Assim, só serão implantados no útero da mulher aqueles embriões que não apresentam as mutações. Isso descarta completamente o risco de que o futuro bebê tenha a determinada doença monogênica relativamente comum naquela família.
"Esse tipo de teste ainda é bem caro, mas precisamos considerar o impacto de saúde, emocional e financeiro que uma doença dessas tem na vida de uma criança e de todos ao redor", analisa Zatz.
"Para ter ideia, existe um grupo de doenças chamadas de Atrofia Muscular Espinhal, ou AME. Hoje, só o tratamento desse quadro custa 2 milhões de dólares. Imagina prevenir o nascimento de uma criança com essa condição?", questiona a geneticista.

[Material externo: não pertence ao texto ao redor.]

//! Clap derive structures for the `ccsync` CLI.
//!
//! Defines the command tree, global flags, and shared types.

use std::path::PathBuf;

use clap::{Args, Parser, Subcommand, ValueEnum};

// ── Top-Level CLI ────────────────────────────────────────────────────

/// ccsync -- declarative site and IP pool provisioning for Catalyst Center
#[derive(Debug, Parser)]
#[command(
    name = "ccsync",
    version,
    about = "Reconcile Catalyst Center sites and IP pools from a manifest",
    long_about = "Creates and deletes site hierarchy nodes (areas, buildings, floors),\n\
        global IP pools, and pool reservations so that the controller matches\n\
        a declarative manifest. Every mutation is tracked until the controller\n\
        task settles.",
    propagate_version = true,
    subcommand_required = true,
    arg_required_else_help = true
)]
pub struct Cli {
    #[command(flatten)]
    pub global: GlobalOpts,

    #[command(subcommand)]
    pub command: Command,
}

// ── Global Options ───────────────────────────────────────────────────

#[derive(Debug, Args)]
pub struct GlobalOpts {
    /// Controller profile to use
    #[arg(long, short = 'p', env = "CCSYNC_PROFILE", global = true)]
    pub profile: Option<String>,

    /// Controller address (overrides profile)
    #[arg(long, short = 'c', env = "CCSYNC_CONTROLLER", global = true)]
    pub controller: Option<String>,

    /// Login name (overrides profile)
    #[arg(long, short = 'u', env = "CCSYNC_USERNAME", global = true)]
    pub username: Option<String>,

    /// Login password
    #[arg(long, env = "CCSYNC_PASSWORD", global = true, hide_env = true)]
    pub password: Option<String>,

    /// Credential file with CC_IP / CC_USERNAME / CC_PASSWORD keys
    #[arg(long = "config", value_name = "FILE", global = true)]
    pub cc_env: Option<PathBuf>,

    /// Output format
    #[arg(
        long,
        short = 'o',
        env = "CCSYNC_OUTPUT",
        default_value = "table",
        global = true
    )]
    pub output: OutputFormat,

    /// When to use color output
    #[arg(long, default_value = "auto", global = true)]
    pub color: ColorMode,

    /// Increase verbosity (-v, -vv, -vvv)
    #[arg(long, short = 'v', action = clap::ArgAction::Count, global = true)]
    pub verbose: u8,

    /// Suppress non-error output
    #[arg(long, short = 'q', global = true)]
    pub quiet: bool,

    /// Skip confirmation prompts
    #[arg(long, short = 'y', global = true)]
    pub yes: bool,

    /// Accept self-signed TLS certificates
    #[arg(long, short = 'k', env = "CCSYNC_INSECURE", global = true)]
    pub insecure: bool,

    /// Request timeout in seconds
    #[arg(long, env = "CCSYNC_TIMEOUT", global = true)]
    pub timeout: Option<u64>,

    /// How long to wait for one controller task, in seconds
    #[arg(long, env = "CCSYNC_TASK_TIMEOUT", global = true)]
    pub task_timeout: Option<u64>,
}

// ── Output & Color Enums ─────────────────────────────────────────────

#[derive(Debug, Clone, ValueEnum)]
pub enum OutputFormat {
    /// Pretty table (default, interactive)
    Table,
    /// Pretty-printed JSON
    Json,
    /// Compact single-line JSON
    JsonCompact,
    /// YAML
    Yaml,
    /// Plain text, one value per line (scripting)
    Plain,
}

#[derive(Debug, Clone, ValueEnum)]
pub enum ColorMode {
    /// Auto-detect (color if terminal is interactive)
    Auto,
    /// Always emit color codes
    Always,
    /// Never emit color codes
    Never,
}

// ── Top-Level Command Enum ───────────────────────────────────────────

#[derive(Debug, Subcommand)]
pub enum Command {
    /// Create every resource in the manifest that the controller lacks
    Create(ManifestArgs),

    /// Delete every resource in the manifest, dependents first
    #[command(alias = "rm")]
    Delete(DeleteArgs),

    /// Show what the controller currently has
    #[command(alias = "st")]
    Status(StatusArgs),

    /// Print the ordered plan for a manifest without contacting the controller
    Plan(PlanArgs),

    /// Generate shell completions
    Completions(CompletionsArgs),
}

// ── Command Arguments ────────────────────────────────────────────────

#[derive(Debug, Args)]
pub struct ManifestArgs {
    /// Desired-state manifest (.yaml, .yml, .toml or .json)
    #[arg(value_name = "MANIFEST")]
    pub manifest: PathBuf,
}

#[derive(Debug, Args)]
pub struct DeleteArgs {
    #[command(flatten)]
    pub manifest: ManifestArgs,

    /// Delete without prompting
    #[arg(long, short = 'f')]
    pub force: bool,
}

#[derive(Debug, Args)]
pub struct StatusArgs {
    /// Only show one kind of resource
    #[arg(long, value_enum)]
    pub kind: Option<StatusKind>,
}

#[derive(Debug, Clone, Copy, PartialEq, Eq, ValueEnum)]
pub enum StatusKind {
    Pools,
    Sites,
    Reservations,
}

#[derive(Debug, Args)]
pub struct PlanArgs {
    #[command(flatten)]
    pub manifest: ManifestArgs,

    /// Show the deletion order instead of the creation order
    #[arg(long)]
    pub delete: bool,
}

#[derive(Debug, Args)]
pub struct CompletionsArgs {
    /// Shell to generate completions for
    #[arg(value_enum)]
    pub shell: clap_complete::Shell,
}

Isso, aliás, nos leva a uma outra discussão: será que vale a pena saber que você tem uma enfermidade grave, para a qual ainda não existe nenhuma terapia?
"Muitas vezes, o diagnóstico encerra a busca por uma explicação para os sintomas que a pessoa apresenta há anos. Por mais difícil que seja receber uma notícia dessas, saber da doença pode ajudar o indivíduo a virar a página e seguir em frente", opina Giugliani.
"E precisamos lembrar que sempre existe algo que pode ser feito. A medicina não trata a doença, mas, sim, o paciente", complementa o médico.
Mas e quando o sujeito ainda não apresenta uma doença grave e sem remédios disponíveis, mas carrega as mutações que levarão ao desenvolvimento do quadro mais pra frente, a partir dos 50 ou 60 anos de vida?
"O consenso é não testar crianças para doenças que só vão aparecer na fase adulta e para as quais não há tratamento", pensa Zatz.
"Quando esse teste é feito ainda na infância, tiramos o direito de o indivíduo decidir se quer saber ou não daquilo quando for adulto", diz.
A geneticista avalia que, na maioria das vezes, as pessoas preferem não conhecer aquela informação, que pode ser fonte de aflição constante.
"Outro dia estava dando aula na Faculdade de Medicina da USP e perguntei quantos dos jovens alunos gostariam de saber se tinham um risco genético aumentado de desenvolver um quadro debilitante no final da vida. Metade da turma levantou a mão", conta.
"Na sequência, falei que todos aqueles que toparam estavam convidados a comparecer no meu laboratório para fazer esse teste."
"Até agora, nenhum deles apareceu por lá", finaliza a geneticista.